ACTIVITY.
The lines to copy are those in the listing that hold the word "alias".

MATERIAL TO PROCESS.
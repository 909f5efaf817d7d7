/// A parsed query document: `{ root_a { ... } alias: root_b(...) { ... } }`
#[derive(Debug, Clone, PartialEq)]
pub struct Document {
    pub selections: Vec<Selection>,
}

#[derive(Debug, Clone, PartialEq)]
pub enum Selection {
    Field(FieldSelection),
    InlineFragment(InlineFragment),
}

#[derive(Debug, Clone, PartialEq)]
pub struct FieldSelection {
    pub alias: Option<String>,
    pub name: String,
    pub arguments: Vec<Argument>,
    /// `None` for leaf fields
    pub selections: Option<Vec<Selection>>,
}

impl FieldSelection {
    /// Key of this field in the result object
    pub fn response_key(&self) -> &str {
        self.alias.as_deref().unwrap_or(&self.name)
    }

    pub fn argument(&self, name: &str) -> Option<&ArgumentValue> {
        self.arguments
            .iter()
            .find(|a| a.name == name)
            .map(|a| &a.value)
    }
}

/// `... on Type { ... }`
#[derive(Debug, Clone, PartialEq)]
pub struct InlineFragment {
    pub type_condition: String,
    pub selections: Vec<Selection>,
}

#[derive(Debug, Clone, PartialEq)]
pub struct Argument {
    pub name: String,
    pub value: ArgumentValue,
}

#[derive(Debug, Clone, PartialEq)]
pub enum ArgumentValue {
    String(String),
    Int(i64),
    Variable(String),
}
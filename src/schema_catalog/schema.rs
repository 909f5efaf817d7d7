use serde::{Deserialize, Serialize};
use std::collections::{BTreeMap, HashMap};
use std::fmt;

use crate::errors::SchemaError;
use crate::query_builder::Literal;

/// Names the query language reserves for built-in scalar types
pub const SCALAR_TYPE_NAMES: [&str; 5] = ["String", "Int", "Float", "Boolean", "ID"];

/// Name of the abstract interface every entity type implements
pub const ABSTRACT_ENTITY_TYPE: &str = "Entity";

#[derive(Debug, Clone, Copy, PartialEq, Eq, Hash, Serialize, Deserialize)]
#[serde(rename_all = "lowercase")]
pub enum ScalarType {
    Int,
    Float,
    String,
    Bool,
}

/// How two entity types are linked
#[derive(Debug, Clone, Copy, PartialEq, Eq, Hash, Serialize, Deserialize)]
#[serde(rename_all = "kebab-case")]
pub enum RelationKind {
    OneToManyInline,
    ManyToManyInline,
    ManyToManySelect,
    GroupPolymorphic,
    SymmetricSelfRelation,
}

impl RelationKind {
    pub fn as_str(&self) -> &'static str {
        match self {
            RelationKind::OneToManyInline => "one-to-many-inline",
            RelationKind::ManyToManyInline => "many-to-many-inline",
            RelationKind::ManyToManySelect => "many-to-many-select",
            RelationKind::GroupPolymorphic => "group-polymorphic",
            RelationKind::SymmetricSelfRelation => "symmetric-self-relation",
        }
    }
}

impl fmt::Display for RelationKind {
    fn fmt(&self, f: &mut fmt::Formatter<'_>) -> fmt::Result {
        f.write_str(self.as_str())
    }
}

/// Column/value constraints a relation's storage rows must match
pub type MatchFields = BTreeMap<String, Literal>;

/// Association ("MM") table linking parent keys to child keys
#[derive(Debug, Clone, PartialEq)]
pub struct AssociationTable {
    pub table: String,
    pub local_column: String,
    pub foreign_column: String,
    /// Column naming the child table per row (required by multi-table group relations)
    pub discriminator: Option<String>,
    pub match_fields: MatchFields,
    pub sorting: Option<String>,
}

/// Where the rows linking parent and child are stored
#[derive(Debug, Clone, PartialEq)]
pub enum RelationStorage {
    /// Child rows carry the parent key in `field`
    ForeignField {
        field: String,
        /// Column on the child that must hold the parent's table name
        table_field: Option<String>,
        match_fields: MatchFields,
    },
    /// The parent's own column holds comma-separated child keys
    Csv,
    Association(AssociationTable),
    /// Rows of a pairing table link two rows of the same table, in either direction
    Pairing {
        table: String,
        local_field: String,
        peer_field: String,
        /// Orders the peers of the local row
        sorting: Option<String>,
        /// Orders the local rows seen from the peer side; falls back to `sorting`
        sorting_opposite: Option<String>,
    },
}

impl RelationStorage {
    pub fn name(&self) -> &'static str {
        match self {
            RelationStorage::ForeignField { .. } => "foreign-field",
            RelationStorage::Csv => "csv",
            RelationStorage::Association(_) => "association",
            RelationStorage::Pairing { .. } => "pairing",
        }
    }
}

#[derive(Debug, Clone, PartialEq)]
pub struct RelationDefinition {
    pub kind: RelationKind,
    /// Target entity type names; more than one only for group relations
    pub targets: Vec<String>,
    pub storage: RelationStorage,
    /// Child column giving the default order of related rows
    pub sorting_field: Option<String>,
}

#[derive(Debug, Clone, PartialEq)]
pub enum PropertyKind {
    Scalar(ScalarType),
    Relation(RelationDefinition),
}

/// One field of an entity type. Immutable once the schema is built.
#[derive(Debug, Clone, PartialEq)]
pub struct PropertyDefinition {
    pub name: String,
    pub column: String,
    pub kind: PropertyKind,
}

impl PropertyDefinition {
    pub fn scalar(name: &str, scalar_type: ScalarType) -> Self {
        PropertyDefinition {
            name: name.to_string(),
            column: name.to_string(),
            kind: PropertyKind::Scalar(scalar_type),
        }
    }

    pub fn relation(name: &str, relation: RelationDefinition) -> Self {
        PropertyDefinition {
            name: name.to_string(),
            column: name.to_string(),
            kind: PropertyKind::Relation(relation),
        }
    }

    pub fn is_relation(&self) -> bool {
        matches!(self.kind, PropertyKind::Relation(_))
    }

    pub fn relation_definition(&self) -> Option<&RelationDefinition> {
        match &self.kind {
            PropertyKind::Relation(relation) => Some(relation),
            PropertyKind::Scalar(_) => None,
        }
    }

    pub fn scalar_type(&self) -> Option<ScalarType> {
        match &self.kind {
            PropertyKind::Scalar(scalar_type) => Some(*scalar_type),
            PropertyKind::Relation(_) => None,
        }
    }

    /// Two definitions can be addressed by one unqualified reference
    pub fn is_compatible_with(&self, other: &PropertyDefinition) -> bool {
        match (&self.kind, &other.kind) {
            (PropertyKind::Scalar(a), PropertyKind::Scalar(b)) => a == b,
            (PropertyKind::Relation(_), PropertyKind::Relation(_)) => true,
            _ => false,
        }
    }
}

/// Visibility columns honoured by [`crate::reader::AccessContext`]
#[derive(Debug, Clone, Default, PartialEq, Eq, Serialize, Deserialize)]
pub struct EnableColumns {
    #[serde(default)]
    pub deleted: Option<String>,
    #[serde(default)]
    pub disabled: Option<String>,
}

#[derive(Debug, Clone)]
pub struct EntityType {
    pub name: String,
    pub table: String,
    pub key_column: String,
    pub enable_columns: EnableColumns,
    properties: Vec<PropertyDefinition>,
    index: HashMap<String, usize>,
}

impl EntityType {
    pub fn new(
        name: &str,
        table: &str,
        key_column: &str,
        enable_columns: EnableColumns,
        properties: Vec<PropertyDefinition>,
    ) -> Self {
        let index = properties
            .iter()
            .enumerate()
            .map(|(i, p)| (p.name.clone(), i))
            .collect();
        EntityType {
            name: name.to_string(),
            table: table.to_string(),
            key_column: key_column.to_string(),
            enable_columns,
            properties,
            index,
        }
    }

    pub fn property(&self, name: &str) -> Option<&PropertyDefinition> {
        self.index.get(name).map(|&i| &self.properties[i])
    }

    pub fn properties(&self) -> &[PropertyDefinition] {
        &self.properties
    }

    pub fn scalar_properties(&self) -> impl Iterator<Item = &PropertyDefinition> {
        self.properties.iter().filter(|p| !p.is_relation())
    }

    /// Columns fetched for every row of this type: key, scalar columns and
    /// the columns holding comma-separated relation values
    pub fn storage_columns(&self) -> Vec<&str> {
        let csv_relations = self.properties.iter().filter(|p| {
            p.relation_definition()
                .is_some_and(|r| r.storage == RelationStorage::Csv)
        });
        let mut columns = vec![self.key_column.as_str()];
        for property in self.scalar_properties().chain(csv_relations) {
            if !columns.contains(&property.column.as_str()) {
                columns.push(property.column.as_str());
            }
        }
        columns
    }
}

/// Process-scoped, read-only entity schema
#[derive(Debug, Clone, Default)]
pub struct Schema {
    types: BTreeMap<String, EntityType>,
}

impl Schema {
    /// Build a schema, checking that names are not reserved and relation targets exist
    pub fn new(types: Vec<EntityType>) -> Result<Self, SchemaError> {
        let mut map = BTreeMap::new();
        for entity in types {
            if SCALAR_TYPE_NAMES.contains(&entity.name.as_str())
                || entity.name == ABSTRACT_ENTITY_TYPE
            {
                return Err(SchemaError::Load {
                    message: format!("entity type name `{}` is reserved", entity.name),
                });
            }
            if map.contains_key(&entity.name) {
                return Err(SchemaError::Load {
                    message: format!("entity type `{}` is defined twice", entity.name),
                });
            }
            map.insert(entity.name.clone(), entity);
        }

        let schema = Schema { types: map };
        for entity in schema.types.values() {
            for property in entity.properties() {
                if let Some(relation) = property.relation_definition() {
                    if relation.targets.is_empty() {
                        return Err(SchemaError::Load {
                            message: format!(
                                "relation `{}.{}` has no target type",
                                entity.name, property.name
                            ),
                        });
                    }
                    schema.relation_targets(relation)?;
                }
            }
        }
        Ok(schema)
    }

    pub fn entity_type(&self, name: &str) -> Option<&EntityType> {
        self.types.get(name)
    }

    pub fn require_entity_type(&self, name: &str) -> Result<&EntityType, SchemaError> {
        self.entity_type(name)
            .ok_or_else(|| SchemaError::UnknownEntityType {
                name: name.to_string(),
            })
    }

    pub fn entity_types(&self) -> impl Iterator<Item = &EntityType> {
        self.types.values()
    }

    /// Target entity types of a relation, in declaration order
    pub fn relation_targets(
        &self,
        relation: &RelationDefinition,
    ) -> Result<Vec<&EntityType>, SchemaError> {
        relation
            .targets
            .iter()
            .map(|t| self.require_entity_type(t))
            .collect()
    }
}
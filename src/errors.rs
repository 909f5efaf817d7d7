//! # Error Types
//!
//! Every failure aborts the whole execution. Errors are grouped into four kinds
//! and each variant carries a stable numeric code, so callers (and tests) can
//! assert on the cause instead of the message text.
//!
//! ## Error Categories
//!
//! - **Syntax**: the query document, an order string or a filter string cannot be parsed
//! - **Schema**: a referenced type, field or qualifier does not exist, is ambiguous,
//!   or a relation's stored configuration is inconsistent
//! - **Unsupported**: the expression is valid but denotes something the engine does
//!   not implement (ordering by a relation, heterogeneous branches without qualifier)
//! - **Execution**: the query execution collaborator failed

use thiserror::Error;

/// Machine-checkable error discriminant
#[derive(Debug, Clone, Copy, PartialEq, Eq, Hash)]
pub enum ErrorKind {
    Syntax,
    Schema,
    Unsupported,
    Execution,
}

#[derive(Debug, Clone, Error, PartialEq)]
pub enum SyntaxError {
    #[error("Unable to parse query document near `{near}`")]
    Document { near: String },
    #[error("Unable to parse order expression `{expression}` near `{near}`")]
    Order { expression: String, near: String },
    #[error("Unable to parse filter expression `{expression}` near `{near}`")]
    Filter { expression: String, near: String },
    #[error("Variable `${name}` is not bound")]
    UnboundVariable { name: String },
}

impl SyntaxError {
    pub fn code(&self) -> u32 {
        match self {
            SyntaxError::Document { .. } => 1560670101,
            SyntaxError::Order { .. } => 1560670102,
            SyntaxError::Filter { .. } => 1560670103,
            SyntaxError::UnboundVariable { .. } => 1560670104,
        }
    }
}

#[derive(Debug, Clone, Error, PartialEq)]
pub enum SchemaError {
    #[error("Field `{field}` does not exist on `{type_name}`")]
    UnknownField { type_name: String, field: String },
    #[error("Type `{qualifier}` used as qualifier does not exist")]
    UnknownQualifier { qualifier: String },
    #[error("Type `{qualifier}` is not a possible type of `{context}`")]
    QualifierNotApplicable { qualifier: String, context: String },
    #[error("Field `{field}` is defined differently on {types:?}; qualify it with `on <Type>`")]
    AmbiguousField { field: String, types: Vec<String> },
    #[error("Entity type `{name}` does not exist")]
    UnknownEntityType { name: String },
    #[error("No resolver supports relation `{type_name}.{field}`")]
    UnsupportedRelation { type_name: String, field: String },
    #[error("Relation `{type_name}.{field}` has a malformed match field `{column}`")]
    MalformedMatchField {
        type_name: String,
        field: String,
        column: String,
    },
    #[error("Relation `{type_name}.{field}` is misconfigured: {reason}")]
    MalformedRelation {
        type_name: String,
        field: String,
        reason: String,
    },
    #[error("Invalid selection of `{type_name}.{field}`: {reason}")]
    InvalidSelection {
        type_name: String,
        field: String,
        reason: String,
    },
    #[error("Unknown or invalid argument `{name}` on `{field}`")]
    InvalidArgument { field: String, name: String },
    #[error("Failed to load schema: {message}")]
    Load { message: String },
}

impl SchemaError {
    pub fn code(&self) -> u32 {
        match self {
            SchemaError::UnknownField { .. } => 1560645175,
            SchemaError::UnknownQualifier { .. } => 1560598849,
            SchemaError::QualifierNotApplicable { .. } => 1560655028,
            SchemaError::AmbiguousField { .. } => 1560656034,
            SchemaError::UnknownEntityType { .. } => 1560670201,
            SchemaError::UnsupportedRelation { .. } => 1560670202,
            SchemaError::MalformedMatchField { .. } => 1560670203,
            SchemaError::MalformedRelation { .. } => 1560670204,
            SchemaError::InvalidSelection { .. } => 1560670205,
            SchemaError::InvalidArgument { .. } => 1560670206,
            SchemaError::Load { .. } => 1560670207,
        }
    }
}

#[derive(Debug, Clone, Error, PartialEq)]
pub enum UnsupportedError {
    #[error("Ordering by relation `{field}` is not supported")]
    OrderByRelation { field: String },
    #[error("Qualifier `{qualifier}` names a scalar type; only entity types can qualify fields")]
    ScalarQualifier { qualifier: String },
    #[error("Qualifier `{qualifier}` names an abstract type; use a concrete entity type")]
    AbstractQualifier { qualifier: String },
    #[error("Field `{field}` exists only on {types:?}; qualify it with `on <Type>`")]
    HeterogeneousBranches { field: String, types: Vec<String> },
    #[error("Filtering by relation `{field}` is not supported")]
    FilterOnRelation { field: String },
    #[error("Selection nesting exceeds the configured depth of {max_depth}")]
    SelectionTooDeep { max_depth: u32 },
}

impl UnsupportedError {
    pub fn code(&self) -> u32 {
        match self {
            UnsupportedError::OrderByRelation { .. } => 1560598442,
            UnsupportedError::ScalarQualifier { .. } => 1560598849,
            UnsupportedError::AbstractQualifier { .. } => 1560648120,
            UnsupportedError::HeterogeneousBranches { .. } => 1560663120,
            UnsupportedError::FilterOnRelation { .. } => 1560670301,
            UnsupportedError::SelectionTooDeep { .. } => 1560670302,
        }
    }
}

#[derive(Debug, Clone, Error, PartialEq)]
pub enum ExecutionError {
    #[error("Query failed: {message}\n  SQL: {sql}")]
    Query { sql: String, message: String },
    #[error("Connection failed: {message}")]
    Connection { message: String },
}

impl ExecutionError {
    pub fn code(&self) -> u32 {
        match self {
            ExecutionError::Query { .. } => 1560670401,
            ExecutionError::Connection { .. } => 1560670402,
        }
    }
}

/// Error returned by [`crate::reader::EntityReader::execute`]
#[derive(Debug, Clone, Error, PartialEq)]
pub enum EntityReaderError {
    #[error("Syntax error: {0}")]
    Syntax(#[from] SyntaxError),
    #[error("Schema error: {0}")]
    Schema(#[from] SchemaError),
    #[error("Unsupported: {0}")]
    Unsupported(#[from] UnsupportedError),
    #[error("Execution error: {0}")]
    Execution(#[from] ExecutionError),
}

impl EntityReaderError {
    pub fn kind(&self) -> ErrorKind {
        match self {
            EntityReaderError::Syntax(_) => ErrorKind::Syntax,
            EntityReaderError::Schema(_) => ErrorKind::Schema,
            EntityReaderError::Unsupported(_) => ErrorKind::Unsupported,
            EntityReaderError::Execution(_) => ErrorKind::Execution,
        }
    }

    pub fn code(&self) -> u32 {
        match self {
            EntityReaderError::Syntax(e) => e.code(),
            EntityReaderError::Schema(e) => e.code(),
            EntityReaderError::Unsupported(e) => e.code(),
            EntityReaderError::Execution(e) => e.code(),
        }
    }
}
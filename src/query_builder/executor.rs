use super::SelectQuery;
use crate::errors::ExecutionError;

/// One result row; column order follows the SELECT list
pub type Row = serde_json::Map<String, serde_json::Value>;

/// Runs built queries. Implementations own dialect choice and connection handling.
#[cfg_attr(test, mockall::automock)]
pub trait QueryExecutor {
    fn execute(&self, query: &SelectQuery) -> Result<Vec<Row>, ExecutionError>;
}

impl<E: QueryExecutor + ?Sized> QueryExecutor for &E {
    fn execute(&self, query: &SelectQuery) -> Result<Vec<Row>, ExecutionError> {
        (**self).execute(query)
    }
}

WRITTEN RESPONSE.
/// A parsed query document: `{ root_a { ... } alias: root_b(...) { ... } }`
    pub alias: Option<String>,
        self.alias.as_deref().unwrap_or(&self.name)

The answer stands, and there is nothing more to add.